Revue Emancipation n°1 (septembre) : l’edito

vendredi 31 août 2007
par  QD, Administrateur

Ne pas renoncer !

Le quotidien Le Monde s’interrogeait récemment avec angoisse : 2007 et 2008 : des objectifs de croissance intenables ? (Une du 24 août), puis deux jours plus tard : Sarkozy cherche à rebondir . En fait, ces interrogations portent sur la possibilité pour Sarkozy et son gouvernement d’appliquer dans les délais impartis son programme de "réformes". Elles font suite à des pronostics plus ou moins nets et pessimistes sur la conjoncture économique des prochains mois.

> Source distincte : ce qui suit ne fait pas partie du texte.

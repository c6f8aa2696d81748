//! One test run from container specs to harvested artifacts.

use std::path::{Path, PathBuf};
use std::sync::Arc;
use std::time::Duration;

use log::{debug, error, info, warn};
use rand::Rng;

use crate::archive;
use crate::config::{Config, DEFAULT_HOST};
use crate::error::{DeployError, Result};
use crate::factory::{
    ContainerFactory, EndpointOptions, DOWNLOADS_PATH, LOGS_PATH, SIMULATOR_SERVICE,
};
use crate::hosts::HostRegistry;
use crate::images::ensure_image;
use crate::network::NetworkTopology;
use crate::remote::{negotiate_server_ip, NegotiationSettings};
use crate::runtime::{ContainerHandle, ContainerRuntime};
use crate::scheduler::StageScheduler;
use crate::spec::ContainerSpec;
use crate::types::{ExecResult, Implementation, LinkMode, Role, TestCase};

/// Link the simulator emulates when nothing else is asked for.
pub const DEFAULT_SCENARIO: &str = "simple-p2p --delay=15ms --bandwidth=10Mbps --queue=25";
/// The simulator of a debug session forwards packets without shaping them.
const DEBUG_SCENARIO: &str = "debug-scenario";
const COMPLIANCE_REQUEST: &str = "https://server4:443/";

/// Local directories a run reads from and writes to.
#[derive(Debug, Clone)]
pub struct RunPaths {
    pub certs: PathBuf,
    /// Content the server serves.
    pub www: PathBuf,
    /// Where the client's downloads end up.
    pub downloads: PathBuf,
    /// Container logs are harvested into one subdirectory per service.
    pub logs: PathBuf,
}

/// Everything `run_testcase` needs.
#[derive(Debug, Clone)]
pub struct TestRun {
    pub testcase: TestCase,
    pub client: Implementation,
    pub server: Implementation,
    pub version: String,
    /// Space separated URLs the client requests.
    pub request_urls: String,
    pub paths: RunPaths,
    pub timeout: Duration,
}

/// Directory copied out of a container after the run.
struct Harvest {
    service: &'static str,
    remote: &'static str,
    local: PathBuf,
}

fn endpoint(
    implementation: &Implementation,
    role: Role,
    testcase: &str,
    version: &str,
    request_urls: &str,
    paths: &RunPaths,
) -> EndpointOptions {
    EndpointOptions {
        image: implementation.image.clone(),
        role,
        testcase: testcase.to_string(),
        version: version.to_string(),
        certs: paths.certs.clone(),
        request_urls: match role {
            Role::Client => Some(request_urls.to_string()),
            Role::Server => None,
        },
        www: match role {
            Role::Server => Some(paths.www.clone()),
            Role::Client => None,
        },
        downloads: match role {
            Role::Client => Some(paths.downloads.clone()),
            Role::Server => None,
        },
        entrypoint: None,
    }
}

/// Test case name no implementation knows.
fn random_testcase() -> String {
    let mut rng = rand::rng();
    (0..6)
        .map(|_| char::from(rng.random_range(b'a'..=b'z')))
        .collect()
}

pub struct Deployment {
    config: Config,
    hosts: HostRegistry,
    local: Arc<dyn ContainerRuntime>,
    factory: ContainerFactory,
    scheduler: StageScheduler,
}

impl Deployment {
    pub async fn new(config: Config) -> Result<Self> {
        let hosts = HostRegistry::from_config(&config);
        Self::with_registry(config, hosts).await
    }

    /// Build on an existing registry.  Emulated runs use its `default` host.
    pub async fn with_registry(config: Config, hosts: HostRegistry) -> Result<Self> {
        let local = hosts.get(DEFAULT_HOST).await?.runtime();
        let topology = Arc::new(NetworkTopology::new(
            config.project_name.clone(),
            config.networks.clone(),
            local.clone(),
        )?);
        let factory = ContainerFactory::new(
            config.project_name.clone(),
            config.simulator_image.clone(),
            config.real_link_setup_script.clone(),
            config.memlock,
            topology.clone(),
        );
        let scheduler = StageScheduler::new(config.scheduler_settings()).with_topology(topology);
        Ok(Self {
            config,
            hosts,
            local,
            factory,
            scheduler,
        })
    }

    /// Does the implementation reject a test case it cannot know?  Client
    /// checks run behind the simulator, server checks run alone.
    pub async fn run_compliance_check(
        &self,
        implementation: &Implementation,
        role: Role,
        paths: &RunPaths,
        version: &str,
    ) -> Result<ExecResult> {
        let testcase = random_testcase();
        info!(
            "Checking compliance of {} as {} with test case {}",
            implementation.name, role, testcase
        );
        let mut planned = Vec::new();
        if role == Role::Client {
            planned.push(self.factory.simulator_spec(DEFAULT_SCENARIO, false, None));
        }
        planned.push(self.factory.implementation_spec(&endpoint(
            implementation,
            role,
            &testcase,
            version,
            COMPLIANCE_REQUEST,
            paths,
        ))?);
        let planned = self.on_local(planned);
        self.execute(planned, self.config.compliance_timeout(), Vec::new())
            .await
    }

    /// Simulator, server and client idling for the debug timeout, to be
    /// poked at by hand.
    pub async fn run_debug_setup(
        &self,
        client: &Implementation,
        server: &Implementation,
        paths: &RunPaths,
    ) -> Result<ExecResult> {
        let timeout = self.config.debug_timeout();
        let sleep = Some(vec!["sleep".to_string(), timeout.as_secs().to_string()]);
        info!(
            "Starting debug session with {} and {} for {:?}",
            client.name, server.name, timeout
        );

        let sim = self
            .factory
            .simulator_spec(DEBUG_SCENARIO, false, sleep.clone());
        let mut server_options = endpoint(server, Role::Server, "transfer", "1", "", paths);
        server_options.entrypoint = sleep.clone();
        let mut client_options =
            endpoint(client, Role::Client, "transfer", "1", COMPLIANCE_REQUEST, paths);
        client_options.entrypoint = sleep;

        let planned = self.on_local(vec![
            sim,
            self.factory.implementation_spec(&server_options)?,
            self.factory.implementation_spec(&client_options)?,
        ]);
        self.execute(planned, timeout, Vec::new()).await
    }

    pub async fn run_testcase(&self, run: &TestRun) -> Result<ExecResult> {
        if !run.testcase.additional_containers.is_empty() {
            return Err(DeployError::Unsupported(format!(
                "{} requests additional containers: {}",
                run.testcase.name,
                run.testcase.additional_containers.join(", ")
            )));
        }
        info!(
            "Running {} with client {} and server {}",
            run.testcase.name, run.client.name, run.server.name
        );
        match &run.testcase.link {
            LinkMode::Emulated => self.run_emulated(run).await,
            LinkMode::Real {
                client_host,
                server_host,
            } => self.run_real_link(run, client_host, server_host).await,
        }
    }

    async fn run_emulated(&self, run: &TestRun) -> Result<ExecResult> {
        let testcase = &run.testcase;
        let server = endpoint(
            &run.server,
            Role::Server,
            testcase.testname(Role::Server),
            &run.version,
            &run.request_urls,
            &run.paths,
        );
        let client = endpoint(
            &run.client,
            Role::Client,
            testcase.testname(Role::Client),
            &run.version,
            &run.request_urls,
            &run.paths,
        );
        let planned = self.on_local(vec![
            self.factory.simulator_spec(&testcase.scenario, true, None),
            self.factory.implementation_spec(&server)?,
            self.factory.implementation_spec(&client)?,
        ]);
        let logs = &run.paths.logs;
        let harvest = vec![
            Harvest {
                service: Role::Server.as_str(),
                remote: LOGS_PATH,
                local: logs.join(Role::Server.as_str()),
            },
            Harvest {
                service: Role::Client.as_str(),
                remote: LOGS_PATH,
                local: logs.join(Role::Client.as_str()),
            },
            Harvest {
                service: SIMULATOR_SERVICE,
                remote: LOGS_PATH,
                local: logs.join(SIMULATOR_SERVICE),
            },
        ];
        self.execute(planned, run.timeout, harvest).await
    }

    async fn run_real_link(
        &self,
        run: &TestRun,
        client_alias: &str,
        server_alias: &str,
    ) -> Result<ExecResult> {
        let client_host = self.hosts.get(client_alias).await?;
        let server_host = self.hosts.get(server_alias).await?;
        let client_runtime = client_host.runtime();
        let server_runtime = server_host.runtime();

        // Nothing may be created before both hosts run the planned images.
        ensure_image(&*client_runtime, &run.client).await?;
        ensure_image(&*server_runtime, &run.server).await?;

        let settings = NegotiationSettings::from_config(&self.config);
        let negotiated =
            negotiate_server_ip(server_host.bridge()?, client_host.bridge()?, &settings).await?;
        let Some(server_ip) = negotiated else {
            error!(
                "Aborting {}: no address of {} is reachable from {}",
                run.testcase.name, server_alias, client_alias
            );
            return Ok(ExecResult::aborted());
        };

        let testcase = &run.testcase;
        let server = self.factory.real_link_spec(
            &endpoint(
                &run.server,
                Role::Server,
                testcase.testname(Role::Server),
                &run.version,
                &run.request_urls,
                &run.paths,
            ),
            server_ip,
            settings.port,
        )?;
        let client = self.factory.real_link_spec(
            &endpoint(
                &run.client,
                Role::Client,
                testcase.testname(Role::Client),
                &run.version,
                &run.request_urls,
                &run.paths,
            ),
            server_ip,
            settings.port,
        )?;

        let logs = &run.paths.logs;
        let harvest = vec![
            Harvest {
                service: Role::Client.as_str(),
                remote: DOWNLOADS_PATH,
                local: run.paths.downloads.clone(),
            },
            Harvest {
                service: Role::Server.as_str(),
                remote: LOGS_PATH,
                local: logs.join(Role::Server.as_str()),
            },
            Harvest {
                service: Role::Client.as_str(),
                remote: LOGS_PATH,
                local: logs.join(Role::Client.as_str()),
            },
        ];
        self.execute(
            vec![(server_runtime, server), (client_runtime, client)],
            run.timeout,
            harvest,
        )
        .await
    }

    fn on_local(
        &self,
        specs: Vec<ContainerSpec>,
    ) -> Vec<(Arc<dyn ContainerRuntime>, ContainerSpec)> {
        specs
            .into_iter()
            .map(|spec| (self.local.clone(), spec))
            .collect()
    }

    /// Create, run, harvest and remove.  Containers are created in the
    /// given order.
    async fn execute(
        &self,
        planned: Vec<(Arc<dyn ContainerRuntime>, ContainerSpec)>,
        timeout: Duration,
        harvest: Vec<Harvest>,
    ) -> Result<ExecResult> {
        let mut handles: Vec<ContainerHandle> = Vec::with_capacity(planned.len());
        for (runtime, spec) in &planned {
            match self.factory.create(runtime, spec).await {
                Ok(handle) => handles.push(handle),
                Err(e) => {
                    error!("Creating {} failed: {}", spec.name, e);
                    remove_all(&handles).await;
                    return Err(e);
                }
            }
        }

        let result = self.scheduler.run(handles.clone(), timeout).await;
        info!("{}", result);

        for item in &harvest {
            if let Some(handle) = handles.iter().find(|h| h.service == item.service) {
                collect(handle, item.remote, &item.local).await;
            }
        }
        remove_all(&handles).await;

        if result.interrupted {
            return Err(DeployError::Interrupted);
        }
        Ok(result)
    }
}

async fn collect(handle: &ContainerHandle, remote: &str, local: &Path) {
    match archive::copy_from(handle, remote, local).await {
        Ok(files) => info!(
            "Collected {} files from {}:{} into {}",
            files.len(),
            handle.service,
            remote,
            local.display()
        ),
        Err(e) => warn!(
            "Could not collect {}:{}: {}",
            handle.service, remote, e
        ),
    }
}

/// Remove containers, last created first.
async fn remove_all(handles: &[ContainerHandle]) {
    for handle in handles.iter().rev() {
        match handle.runtime.remove(&handle.id).await {
            Ok(()) => debug!("Removed {}", handle.name),
            Err(e) if e.is_not_found() => debug!("{} was already removed", handle.name),
            Err(e) => warn!("Could not remove {}: {}", handle.name, e),
        }
    }
}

Soyons clairs, nous ne faisons pas partie de ceux qui souhaitent que le gouvernement tienne ses "objectifs" : nous ne voulons pas qu’il continue à expulser les sans-papiers (qui plus est en recourant à des méthodes de plus en plus marquées du sceau de l’extrême-droite), à faire des cadeaux fiscaux à une poignée de millionnaires, à attaquer le droit de grève, à renforcer les dispositifs répressifs et à restreindre les libertés ! Nous combattons au contraire l’application de ce programme ouvertement orienté vers l’enrichissement d’une petite minorité.

Que recouvrent les inquiétudes actuelles des classes dominantes ? La bourgeoisie française est en difficulté pour défendre ses marchés extérieurs : tel est le sens des considérations et alarmes sur le déficit extérieur (considérations, qui tout comme celles sur l’inflation, constituent un des "arguments" pour vendre une politique d’austérité salariale et budgétaire). Pour contrecarrer cet affaiblissement relatif du capitalisme français, le gouvernement veut procéder à la fois au "retour de la France en Europe" - bruyamment mis en exergue lors du récent Sommet de l’Union Européenne – et à une pression redoublée sur le salariat.

Ces "inquiétudes", mises en scène par les grands médias, préparent une campagne idéologique pour "justifier" de nouvelles attaques contre le monde du travail : il va falloir se serrer la ceinture, défendre le rang de notre pays et donc sa compétitivité, faire des efforts... pour les salarié-e-s. Les hésitations de la croissance, sur laquelle le gouvernement prétendait asseoir sa politique économique, rendent impossible de réaliser à la fois les cadeaux aux classes dominantes, et l’équilibre budgétaire exigé par les institutions de l’Union Européenne... si ce n’est en approfondissant la déstructuration des droits sociaux : pour cela il lui faut construire une légitimation idéologique à ces régressions.

Dans ce contexte le syndicalisme de lutte se doit d’informer les travailleurs/euses sur les réels enjeux de la stratégie gouvernementale, mais aussi réagir contre cette construction idéologique : non les salarié-e-s ne sont pas responsables individuellement des difficultés sociales (chômage, précarité, discriminations...) ; non ce n’est pas à eux de consentir – une fois de plus - des "sacrifices" et de renoncer aux revendications. Il n’y a aucune raison par exemple d’accepter les "franchises médicales" : c’est en en fait une nouvelle atteinte au droit à la santé en particulier pour les plus démuni-e-s, alors qu’en même temps les exonérations de cotisations patronales (23 milliards d’euros l’année dernière, et plus de 200 milliards en quinze ans !) constituent la principale raison du "trou" de la Sécu ! On peut en dire tout autant des 11 OOO suppressions de postes annoncées dans l’Éducation Nationale.